In den vergangenen Tagen galt die Arbeit einem zurückhaltenden, aber entscheidenden Gegenstand: dem Etikett. Bevor ein Bier vorgestellt, überreicht oder einfach auf einen Tisch gestellt wird, muss dieses kleine Stück Papier sein richtiges Maß finden.
Ein erster physischer Andruck hat mehrere Fragen geklärt. Das gewählte Papier stimmte nicht. Das Format wirkte zu schmal. Am Bildschirm schienen manche Verhältnisse möglich; in der Hand, auf der Flasche, verlangten sie etwas anderes.
Die Richtung wird deshalb mit mehr Breite neu aufgenommen, ohne ihren Geist zu verändern. Es geht nicht darum, zu vergrößern, um mehr zu zeigen, sondern darum, der Mitte des Etiketts Luft zu geben: dem Schloss, dem Namen, der Gegenwart des Ortes. Die Pflichtangaben müssen klar bleiben, lesbar und sauber gesetzt.
Diese Arbeit ist leiser als eine Ankündigung. Notwendig ist sie trotzdem. Eine Brauerei auf dem Anwesen kann sich kein ungefähres Erscheinungsbild leisten. Papier, Ränder, Schnitt, Lesbarkeit, Farbe: Alles gehört zu derselben Sorgfalt.

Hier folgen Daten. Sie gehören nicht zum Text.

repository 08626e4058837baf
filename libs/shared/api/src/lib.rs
pub mod clinic;

pub use clinic::ClinicApiClient;
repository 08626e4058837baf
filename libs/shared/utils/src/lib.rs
pub mod dates;
pub mod test_utils;
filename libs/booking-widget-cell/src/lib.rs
pub mod dialogs;
pub mod messages;
pub mod state;
pub mod widget;

pub use dialogs::Dialogs;
pub use state::*;
pub use widget::*;
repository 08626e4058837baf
pub mod auth;

pub use auth::AuthService;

Die Dateien werden wieder geöffnet, geprüft, korrigiert. Vor der endgültigen Freigabe muss noch ein neuer physischer Andruck beurteilt werden. Es ist ein langsamer Schritt, aber der richtige. Hier ist es besser, ein Etikett zu verzögern, als einen Fehler zu früh festzuschreiben.